Akin to GoT, albeit one kingdom fewer, eight nations arrived in England and Wales but only two have been left standing in trying to tame wickets that just refused to play ball, as it were. The 20m long by 3m wide plots, used between 40 days of cup action, have offered more twists and turns than any Hollywood or Bollywood blockbusters.
Frankly the "big baddies" are gone. No Ockers means whoever clambers to the ODI throne cricket-dom will be the winner as neither England nor New Zealand have ever won it. Had Australia prevailed scribes would have generated a different genre of stories and the keyboard warriors would have stumbled over each other on social media platforms to liberally spray vitriol.
In a summer theatre where "knocking off the bastards" is juxtaposed with diplomacy that can help US President Donald Trump make countless friends, there had been skulduggery even before the tourney started on May 30. Censors could be forgiven for slapping an R18 classification, Roy's expletives aside.
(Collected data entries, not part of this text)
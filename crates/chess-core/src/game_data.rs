use serde::{Deserialize, Serialize};

#[derive(Debug, Clone, Serialize, Deserialize)]
pub struct GameMetadata {
    pub white: String,
    pub black: String,
    pub white_elo: String, // "?" when the header is missing
    pub black_elo: String,
    pub time_control: String,
    pub result: String, // "1-0", "0-1", "1/2-1/2", "*"
    pub date: Option<String>,
    pub event: Option<String>,
}

#[derive(Debug, Clone, Serialize, Deserialize)]
pub struct GameData {
    pub metadata: GameMetadata,
    pub moves: Vec<String>,  // SAN notation
    pub clocks: Vec<String>, // remaining time per ply, from [%clk] comments
}

impl GameData {
    /// Clock annotation for ply `index`, if the record carried one.
    pub fn clock_for(&self, index: usize) -> Option<&str> {
        self.clocks.get(index).map(String::as_str)
    }
}
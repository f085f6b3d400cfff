//! Chess game review: engine pool, parallel evaluation, move classification.

pub mod analysis;
pub mod analyzer;
pub mod board_utils;
pub mod book_cache;
pub mod config;
pub mod engine_pool;
pub mod error;
pub mod evaluator;
pub mod oracle;
pub mod stockfish;
pub mod timeline;

pub use analyzer::{analyze_game, GameReport, MoveReview};
pub use book_cache::OpeningBook;
pub use config::ReviewConfig;
pub use engine_pool::{EnginePool, FaultPolicy, PoolOptions, WorkerLease, WorkerState};
pub use error::ReviewError;
pub use oracle::{EvalResult, ScoringOracle};
pub use stockfish::{EngineOptions, StockfishEngine};
//! Core game review logic
//!
//! Scores every position of the game in parallel, then walks the moves in
//! order to label each one. The walk is sequential: punishment detection
//! looks at the previous move's loss, and leaving the book is permanent.

use std::sync::Arc;

use chess::Color;
use serde::{Deserialize, Serialize};
use tracing::{debug, info};

use crate::analysis::{self, MoveClassification};
use crate::board_utils::material_swing;
use crate::book_cache::OpeningBook;
use crate::engine_pool::EnginePool;
use crate::error::ReviewError;
use crate::evaluator::evaluate_all;
use crate::oracle::ScoringOracle;
use crate::timeline::GameTimeline;

/// Review of a single move
#[derive(Debug, Clone, PartialEq, Serialize, Deserialize)]
pub struct MoveReview {
    /// SAN as it appeared in the game
    #[serde(rename = "move")]
    pub move_san: String,
    pub centipawn_loss: i32,
    /// White-positive score after the move
    pub evaluation: i32,
    pub classification: MoveClassification,
    /// Position after the move
    pub fen: String,
    /// Engine's choice from the position before the move, UCI
    pub best_move: Option<String>,
    pub clock_time: Option<String>,
}

/// Full game review
#[derive(Debug, Clone, PartialEq, Serialize, Deserialize)]
pub struct GameReport {
    pub accuracy: f64,
    pub moves: Vec<MoveReview>,
    pub white_player: String,
    pub black_player: String,
    pub white_elo: String,
    pub black_elo: String,
    pub time_control: String,
}

/// Review a PGN game record.
pub async fn analyze_game<E: ScoringOracle>(
    pool: &Arc<EnginePool<E>>,
    book: &OpeningBook,
    pgn: &str,
    depth: u32,
) -> Result<GameReport, ReviewError> {
    let game = chess_core::parse_pgn(pgn)?;
    let timeline = GameTimeline::replay(&game.moves)?;
    info!(
        white = %game.metadata.white,
        black = %game.metadata.black,
        move_count = timeline.len(),
        "Starting analysis"
    );

    let scores = evaluate_all(pool, &timeline.positions, depth).await;
    let moves = review_moves(pool, book, &timeline, &scores, &game.clocks, depth).await;

    let total_cp_loss: i64 = moves.iter().map(|m| m.centipawn_loss as i64).sum();
    let accuracy = analysis::calculate_accuracy(total_cp_loss, moves.len());
    info!(accuracy, "Analysis complete");

    let meta = game.metadata;
    Ok(GameReport {
        accuracy,
        moves,
        white_player: meta.white,
        black_player: meta.black,
        white_elo: meta.white_elo,
        black_elo: meta.black_elo,
        time_control: meta.time_control,
    })
}

/// Label every move of `timeline` from its White-positive `scores`.
///
/// `scores` has one entry per position. Moves short of the engine's choice
/// get a best-move lookup against the position before the move; a failed
/// lookup just leaves the suggestion empty.
pub async fn review_moves<E: ScoringOracle>(
    pool: &Arc<EnginePool<E>>,
    book: &OpeningBook,
    timeline: &GameTimeline,
    scores: &[i32],
    clocks: &[String],
    depth: u32,
) -> Vec<MoveReview> {
    let mut reviews = Vec::with_capacity(timeline.len());
    let mut in_book = true;
    let mut prev_cp_loss: Option<i32> = None;

    for (i, played) in timeline.moves.iter().enumerate() {
        let is_white = played.mover == Color::White;
        let eval_before = scores.get(i).copied().unwrap_or(0);
        let eval_after = scores.get(i + 1).copied().unwrap_or(0);
        let raw_cp_loss = analysis::calculate_cp_loss(eval_before, eval_after, is_white);

        let fen_after = &timeline.positions[i + 1];
        let swing = material_swing(&timeline.boards[i], &timeline.boards[i + 1], played.mover);
        let is_sacrifice = analysis::is_sacrifice(swing);
        let is_punishment = analysis::is_punishment(prev_cp_loss, raw_cp_loss);

        let (classification, cp_loss) = if in_book && book.is_book_position(fen_after) {
            (MoveClassification::Book, 0)
        } else {
            in_book = false;
            (
                analysis::classify_move(raw_cp_loss, is_sacrifice, is_punishment),
                raw_cp_loss,
            )
        };

        let best_move = if classification.wants_best_move() {
            lookup_best_move(pool, &timeline.positions[i], depth).await
        } else {
            None
        };

        debug!(
            ply = i + 1,
            san = %played.san,
            cp_loss,
            swing,
            classification = %classification,
            "Move reviewed"
        );

        reviews.push(MoveReview {
            move_san: played.san.clone(),
            centipawn_loss: cp_loss,
            evaluation: eval_after,
            classification,
            fen: fen_after.clone(),
            best_move,
            clock_time: clocks.get(i).cloned(),
        });
        prev_cp_loss = Some(raw_cp_loss);
    }

    reviews
}

async fn lookup_best_move<E: ScoringOracle>(
    pool: &Arc<EnginePool<E>>,
    fen: &str,
    depth: u32,
) -> Option<String> {
    let mut lease = pool.checkout().await.ok()?;
    match lease.evaluate_with_best_move(fen, depth).await {
        Ok(result) => result.best_move,
        Err(e) => {
            debug!(error = %e, "Best move lookup failed");
            None
        }
    }
}
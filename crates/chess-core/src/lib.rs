//! Game-record text handling shared by the review pipeline.

pub mod game_data;
pub mod pgn;

pub use game_data::{GameData, GameMetadata};
pub use pgn::{parse_pgn, PgnError};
The Aussies had been caught with their hands in their undies, fishing for sandpaper during a tour of South Africa to make the ball behave uncharacteristically.
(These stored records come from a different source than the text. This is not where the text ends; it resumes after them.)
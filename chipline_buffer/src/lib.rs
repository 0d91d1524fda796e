// Copyright 2026 the Chipline Authors
// SPDX-License-Identifier: Apache-2.0 OR MIT

// After you edit the crate's doc comment, run this command, then check README.md for any missing links
// cargo rdme --workspace-project=chipline_buffer --heading-base-level=0

//! Chipline Buffer: the chip span registry and hit-tester.
//!
//! A "composer" (external to this workspace) concatenates labels into a
//! text buffer and attaches a chip at each label's offsets. This crate is
//! the queryable side of that arrangement:
//!
//! - [`ChipBuffer`] stores `(TextRange, chip)` pairs behind generational
//!   [`ChipId`] handles — the chip's identity. Stale handles degrade to
//!   no-ops and `None`, never errors.
//! - [`ChipBuffer::chip_at_offset`] is the zero-length span point query;
//!   shared boundary offsets resolve to the first chip in attachment order.
//! - [`ChipBuffer::chip_at_point`] maps a surface-relative touch coordinate
//!   to a chip, going through the host's [`TextLayout`] queries and
//!   [`Viewport`] scroll/padding state. A host that is not laid out yet
//!   (`None` layout) hit-tests to nothing.
//! - [`ChipBuffer::chip_frame`] / [`ChipBuffer::chip_anchor`] compute a
//!   chip's on-screen rectangle and a popup anchor point under it.
//!
//! The text layout engine stays abstract behind [`TextLayout`]; a
//! fixed-pitch [`MonospaceLayout`] reference implementation is included for
//! tests and demos.
//!
//! # Example
//!
//! ```rust
//! use chipline_buffer::{ChipBuffer, MonospaceLayout, TextRange, Viewport};
//! use chipline_span::ChipSpan;
//! use kurbo::Point;
//!
//! // Compose "伦敦 巴黎" with a chip over each city name.
//! let mut buf = ChipBuffer::new();
//! let london = buf.attach(TextRange::new(0, 2), ChipSpan::new("伦敦"));
//! let paris = buf.attach(TextRange::new(3, 5), ChipSpan::new("巴黎"));
//!
//! let layout = MonospaceLayout {
//!     char_width: 24.0,
//!     line_height: 40.0,
//!     line_len: 16,
//!     len: 6,
//! };
//! let view = Viewport::default();
//!
//! // A touch over the second character resolves to the first chip.
//! let hit = buf.chip_at_point(Some(&layout), &view, Point::new(30.0, 10.0));
//! assert_eq!(hit, Some(london));
//! assert_ne!(hit, Some(paris));
//! ```
//!
//! This crate is `no_std` and uses `alloc`.

#![no_std]

extern crate alloc;

pub mod buffer;
pub mod hit;
pub mod layout;
pub mod types;

pub use buffer::ChipBuffer;
pub use layout::{MonospaceLayout, TextLayout, Viewport};
pub use types::{ChipId, TextRange};
// Copyright 2026 the Chipline Authors
// SPDX-License-Identifier: Apache-2.0 OR MIT

use chipline_buffer::{ChipBuffer, MonospaceLayout, TextRange, Viewport};
use chipline_span::ChipSpan;
use criterion::{BatchSize, Criterion, Throughput, black_box, criterion_group, criterion_main};
use kurbo::Point;

/// One chip every `stride` characters, each `width` characters wide.
fn populate(n: usize, stride: usize, width: usize) -> ChipBuffer {
    let mut buf = ChipBuffer::new();
    for i in 0..n {
        let start = i * stride;
        buf.attach(TextRange::new(start, start + width), ChipSpan::new("chip"));
    }
    buf
}

fn layout_for(len: usize) -> MonospaceLayout {
    MonospaceLayout {
        char_width: 8.0,
        line_height: 18.0,
        line_len: 80,
        len,
    }
}

fn bench_offset_query(c: &mut Criterion) {
    let mut group = c.benchmark_group("chip_at_offset");
    for &n in &[16usize, 128, 1024] {
        let buf = populate(n, 8, 4);
        let max_offset = n * 8;
        group.throughput(Throughput::Elements(n as u64));
        group.bench_function(format!("chips_{n}"), |b| {
            b.iter(|| {
                let mut hits = 0usize;
                let mut offset = 0;
                while offset < max_offset {
                    if buf.chip_at_offset(black_box(offset)).is_some() {
                        hits += 1;
                    }
                    offset += 3;
                }
                black_box(hits);
            })
        });
    }
    group.finish();
}

fn bench_point_query(c: &mut Criterion) {
    let mut group = c.benchmark_group("chip_at_point");
    for &n in &[16usize, 128, 1024] {
        let buf = populate(n, 8, 4);
        let layout = layout_for(n * 8);
        let view = Viewport::default();
        group.throughput(Throughput::Elements(256));
        group.bench_function(format!("chips_{n}"), |b| {
            b.iter(|| {
                let mut hits = 0usize;
                for i in 0..256 {
                    let pt = Point::new((i % 80) as f64 * 8.0 + 3.0, (i / 80) as f64 * 18.0 + 5.0);
                    if buf.chip_at_point(Some(&layout), &view, black_box(pt)).is_some() {
                        hits += 1;
                    }
                }
                black_box(hits);
            })
        });
    }
    group.finish();
}

fn bench_attach_detach(c: &mut Criterion) {
    let mut group = c.benchmark_group("attach_detach");
    for &n in &[128usize, 1024] {
        group.throughput(Throughput::Elements(n as u64));
        group.bench_function(format!("churn_{n}"), |b| {
            b.iter_batched(
                ChipBuffer::new,
                |mut buf| {
                    let mut ids = Vec::with_capacity(n);
                    for i in 0..n {
                        let start = i * 8;
                        ids.push(buf.attach(TextRange::new(start, start + 4), ChipSpan::new("chip")));
                    }
                    // Detach every other chip, then refill the freed slots.
                    for id in ids.iter().step_by(2) {
                        buf.detach(*id);
                    }
                    for i in 0..n / 2 {
                        let start = i * 16;
                        buf.attach(TextRange::new(start, start + 4), ChipSpan::new("chip"));
                    }
                    black_box(buf.len());
                },
                BatchSize::SmallInput,
            )
        });
    }
    group.finish();
}

criterion_group!(
    benches,
    bench_offset_query,
    bench_point_query,
    bench_attach_detach
);
criterion_main!(benches);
The irony is not even the myth of winning the toss and electing to pad up first could prevent a flogging of the Aussies.
The Kiwis will be out to prove that good guys can come first when the final starts at 10pm on Sunday. Like any production soliciting success at the box office, protagonists are imperative. The Gary Stead-coached New Zealand have captain Kane Williamson, batsman Ross Taylor and bowler Trent Boult.
The Poms have skipper Eoin Morgan, Roy, Jonny Bairstow, Joe Root in the batting department and the likes of Archer and Chris Woakes in their bowling stocks.
But so are supporting acts, even a villain or two who surprise script writers with the rapport they build with the audience in facets of play no one could have anticipated before the tourney began.
Enter Guptill the run-out merchant who can't buy a run right now when it matters or Jimmy Neesham with his venus fly trap fingers at point to add to the turning points in the Black Caps' stunning 18-run victory over India.
Just as spinner Mitchell Santner had stepped up in the semifinal so had Adil Rashid with his 3-54, albeit a tad expensive, for England.
The eye-twitching ticket touts will be recycling passes at up to $18,000, reportedly 25 times their face value, but why feed that habit. If the price tag of avocados this winter is anything to go by then there's proof the public is fast coming to grips with the economic ritual of supply and demand — don't buy it and unscrupulous scalpers will get lost in the crowd.
There's always a danger the final episode, just as it did in GoT, can become an anticlimax but those who prevail will beg to differ because winning ugly is just as palatable.
Punters backing Aussies are in the Poms' corner with the bookies as $1.28 favourites. The Kiwis ($3.50) already have a legion of India fans who had presumptuously bought tickets.